======== Provided data ========

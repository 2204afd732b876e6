//! Normalizer
//!
//! Derives the canonical `normalTime` of a record and the display fields
//! that depend on it. Two modes:
//!
//! - **Zoned**: a display timezone is set. `normalTime` is the UTC `time`
//!   and `displayOffset` is the zone's offset at that instant.
//! - **Naive**: no display timezone. `normalTime` is the device-local clock
//!   reading presented as if it were UTC, and `displayOffset` is 0.
//!
//! Normalization never mutates the stored record; it borrows it and
//! carries the derived values alongside.

use crate::index::DateKey;
use crate::query::error::{QueryError, QueryResult};
use crate::storage::{format_iso, EventType, Record};
use chrono::{DateTime, Offset, TimeDelta, TimeZone, Timelike, Utc};
use chrono_tz::Tz;
use serde_json::{Map, Value};
use std::borrow::Cow;

/// Attached to naive-mode records whose offsets do not reproduce `deviceTime`
pub const TIME_MISMATCH_WARNING: &str =
    "Combining `time` and `timezoneOffset` does not yield `deviceTime`.";

/// How `normalTime` is derived
#[derive(Debug, Clone, Copy, PartialEq, Eq, Default)]
pub enum TimeMode {
    /// Device-local clock time, presented as UTC
    #[default]
    Naive,
    /// UTC time, displayed in this zone
    Zoned(Tz),
}

impl TimeMode {
    /// Resolve a display zone name; `None` means naive mode
    pub fn for_zone(name: Option<&str>) -> QueryResult<Self> {
        match name {
            None => Ok(TimeMode::Naive),
            Some(name) => name
                .parse::<Tz>()
                .map(TimeMode::Zoned)
                .map_err(|_| QueryError::UnknownTimezone(name.to_string())),
        }
    }

    /// The date index whose keys equal `normalTime` in this mode
    pub fn date_key(&self) -> DateKey {
        match self {
            TimeMode::Naive => DateKey::DeviceLocal,
            TimeMode::Zoned(_) => DateKey::Utc,
        }
    }

    /// IANA name of the display zone, if any
    pub fn timezone_name(&self) -> Option<&'static str> {
        match self {
            TimeMode::Naive => None,
            TimeMode::Zoned(tz) => Some(tz.name()),
        }
    }
}

/// A record together with its derived time fields
#[derive(Debug, Clone, PartialEq)]
pub struct NormalizedRecord<'a> {
    pub record: &'a Record,
    pub normal_time: DateTime<Utc>,
    /// Minutes east of UTC in the display zone
    pub display_offset: i32,
    pub warning: Option<&'static str>,
    /// Milliseconds since local midnight (cbg and smbg only)
    pub ms_per_24: Option<i64>,
    /// `normal_time + duration` (basal only)
    pub normal_end: Option<DateTime<Utc>>,
}

impl<'a> NormalizedRecord<'a> {
    /// Look up a field, derived fields taking precedence over stored ones
    pub fn field(&self, name: &str) -> Option<Cow<'_, Value>> {
        match name {
            "normalTime" => Some(Cow::Owned(Value::String(format_iso(&self.normal_time)))),
            "displayOffset" => Some(Cow::Owned(Value::from(self.display_offset))),
            "warning" if self.warning.is_some() => {
                self.warning.map(|w| Cow::Owned(Value::from(w)))
            }
            "msPer24" if self.ms_per_24.is_some() => {
                self.ms_per_24.map(|ms| Cow::Owned(Value::from(ms)))
            }
            "normalEnd" if self.normal_end.is_some() => self
                .normal_end
                .map(|end| Cow::Owned(Value::String(format_iso(&end)))),
            _ => self.record.field(name).map(Cow::Borrowed),
        }
    }

    /// The stored fields plus every derived one
    pub fn to_map(&self) -> Map<String, Value> {
        let mut map = self.record.fields.clone();
        map.insert(
            "normalTime".to_string(),
            Value::String(format_iso(&self.normal_time)),
        );
        map.insert("displayOffset".to_string(), Value::from(self.display_offset));
        if let Some(warning) = self.warning {
            map.insert("warning".to_string(), Value::from(warning));
        }
        if let Some(ms) = self.ms_per_24 {
            map.insert("msPer24".to_string(), Value::from(ms));
        }
        if let Some(end) = &self.normal_end {
            map.insert("normalEnd".to_string(), Value::String(format_iso(end)));
        }
        map
    }
}

/// Derive the normalized view of a record
pub fn normalize(record: &Record, mode: TimeMode) -> NormalizedRecord<'_> {
    let (normal_time, display_offset, warning) = match mode {
        TimeMode::Zoned(tz) => {
            let offset = tz.offset_from_utc_datetime(&record.time.naive_utc()).fix();
            (record.time, offset.local_minus_utc() / 60, None)
        }
        TimeMode::Naive => {
            let normal_time = record.device_local_time();
            let warning = match &record.device_time {
                Some(device_time)
                    if normal_time.format("%Y-%m-%dT%H:%M:%S").to_string() != *device_time =>
                {
                    Some(TIME_MISMATCH_WARNING)
                }
                _ => None,
            };
            (normal_time, 0, warning)
        }
    };

    // Omitted when the segment end falls outside the calendar
    let normal_end = match (&record.event_type, record.duration) {
        (EventType::Basal, Some(duration)) => TimeDelta::try_milliseconds(duration)
            .and_then(|delta| normal_time.checked_add_signed(delta)),
        _ => None,
    };

    let ms_per_24 = record
        .event_type
        .is_glucose()
        .then(|| ms_per_24(&normal_time, mode));

    NormalizedRecord {
        record,
        normal_time,
        display_offset,
        warning,
        ms_per_24,
        normal_end,
    }
}

/// Milliseconds since local midnight, in the display zone or else UTC
pub fn ms_per_24(instant: &DateTime<Utc>, mode: TimeMode) -> i64 {
    match mode {
        TimeMode::Naive => ms_since_midnight(instant),
        TimeMode::Zoned(tz) => ms_since_midnight(&instant.with_timezone(&tz)),
    }
}

fn ms_since_midnight<T: Timelike>(t: &T) -> i64 {
    // Leap-second nanos run past 1e9; clamp into the last millisecond
    let millis = (t.nanosecond() / 1_000_000).min(999);
    t.num_seconds_from_midnight() as i64 * 1000 + millis as i64
}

========

One figure is all that is needed: the number of lines above in which the word "normalEnd" appears.

§ The answer
2